The results of the randomization trials will differ depending on how well the cards are shuffled and how many replicates are compared, but the probability of finding a difference as great as 0.35 (the observed difference) in truly randomized samples of the two groups is very low (P < 0.001). Therefore we can again reject the null hypothesis and conclude that the effects of heat stress on coral bleaching are indeed higher in the corals from cool pools than in those from warm pools.

Question 4

What do these results suggest about the possible response of coral populations in different environments to ocean warming?

The different distributions of chlorophyll ratios for the cool- and warm-pool corals indicate that although both populations suffer bleaching as a consequence of heat stress, the populations from the cool pools are more sensitive.

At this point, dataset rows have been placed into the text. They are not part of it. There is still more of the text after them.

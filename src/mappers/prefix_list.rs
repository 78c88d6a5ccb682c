use super::{check_name, check_prefix_family, check_rule, check_text, mismatch, quote, MapperTable};
use crate::error::{CoreError, CoreResult};
use crate::models::{CommandModel, Operation, PrefixListIntent, PrefixListRule};

const MAX_RULE: u32 = 4_294_967_294;

pub fn base() -> MapperTable {
    MapperTable::new()
        .with(Operation::AddRule, add_rule)
        .with(Operation::RemoveRule, remove_rule)
        .with(Operation::SetDescription, set_description)
        .with(Operation::RemovePolicy, remove_policy)
}

fn node(ipv6: bool) -> &'static str {
    if ipv6 {
        "prefix-list6"
    } else {
        "prefix-list"
    }
}

fn intent(model: &CommandModel, op: Operation) -> CoreResult<&PrefixListIntent> {
    match model {
        CommandModel::PrefixList(intent) => Ok(intent),
        other => Err(mismatch(other, op)),
    }
}

fn add_rule(model: &CommandModel) -> CoreResult<Vec<String>> {
    let PrefixListIntent::AddRule(rule) = intent(model, Operation::AddRule)? else {
        return Err(mismatch(model, Operation::AddRule));
    };
    render_rule(rule)
}

fn remove_rule(model: &CommandModel) -> CoreResult<Vec<String>> {
    let PrefixListIntent::RemoveRule { name, rule, ipv6 } = intent(model, Operation::RemoveRule)?
    else {
        return Err(mismatch(model, Operation::RemoveRule));
    };
    check_name("prefix-list name", name)?;
    check_rule(*rule, MAX_RULE)?;
    Ok(vec![format!("delete policy {} {} rule {}", node(*ipv6), name, rule)])
}

fn set_description(model: &CommandModel) -> CoreResult<Vec<String>> {
    let PrefixListIntent::SetDescription {
        name,
        description,
        ipv6,
    } = intent(model, Operation::SetDescription)?
    else {
        return Err(mismatch(model, Operation::SetDescription));
    };
    check_name("prefix-list name", name)?;
    check_text("description", description)?;
    Ok(vec![format!(
        "set policy {} {} description {}",
        node(*ipv6),
        name,
        quote(description)
    )])
}

fn remove_policy(model: &CommandModel) -> CoreResult<Vec<String>> {
    let PrefixListIntent::RemovePolicy { name, ipv6 } = intent(model, Operation::RemovePolicy)?
    else {
        return Err(mismatch(model, Operation::RemovePolicy));
    };
    check_name("prefix-list name", name)?;
    Ok(vec![format!("delete policy {} {}", node(*ipv6), name)])
}

fn render_rule(rule: &PrefixListRule) -> CoreResult<Vec<String>> {
    check_name("prefix-list name", &rule.name)?;
    check_rule(rule.rule, MAX_RULE)?;
    check_prefix_family(&rule.prefix, rule.ipv6)?;

    let max_len: u8 = if rule.ipv6 { 128 } else { 32 };
    for (label, bound) in [("ge", rule.ge), ("le", rule.le)] {
        if let Some(len) = bound {
            if len == 0 || len > max_len {
                return Err(CoreError::invalid(format!(
                    "{} {} is outside 1-{}",
                    label, len, max_len
                )));
            }
        }
    }
    if let (Some(ge), Some(le)) = (rule.ge, rule.le) {
        if ge > le {
            return Err(CoreError::invalid(format!("ge {} is greater than le {}", ge, le)));
        }
    }

    let prefix = format!("set policy {} {} rule {}", node(rule.ipv6), rule.name, rule.rule);
    let mut commands = vec![
        format!("{} action {}", prefix, quote(rule.action.as_str())),
        format!("{} prefix {}", prefix, quote(&rule.prefix)),
    ];
    if let Some(ge) = rule.ge {
        commands.push(format!("{} ge {}", prefix, quote(ge)));
    }
    if let Some(le) = rule.le {
        commands.push(format!("{} le {}", prefix, quote(le)));
    }
    if let Some(description) = &rule.description {
        check_text("description", description)?;
        commands.push(format!("{} description {}", prefix, quote(description)));
    }
    Ok(commands)
}
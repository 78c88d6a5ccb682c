mod instances;
mod intents;
mod results;

pub use instances::*;
pub use intents::*;
pub use results::*;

This suggests that corals from warmer environments might replace those from cooler environments under long-term conditions of global warming.

A similar work with the data exercise may be assigned in LaunchPad.

More specifically, statistical methods tell us the probability of obtaining the same results by chance even if the null hypothesis were true. We need to eliminate, insofar as possible, the chance that any differences showing up in the data are merely the result of random variation in the samples tested. Scientists generally conclude that the differences they measure are significant if statistical tests show that the probability of error (that is, the probability that a difference as large as the one observed could be obtained by mere chance) is 5 percent or lower. They often use more stringent criteria for rejecting the null hypothesis, however, depending on the consequences of accepting a wrong hypothesis. Appendix B of this book offers a short primer on statistical methods to which you can refer as you analyze data that will be presented throughout the text.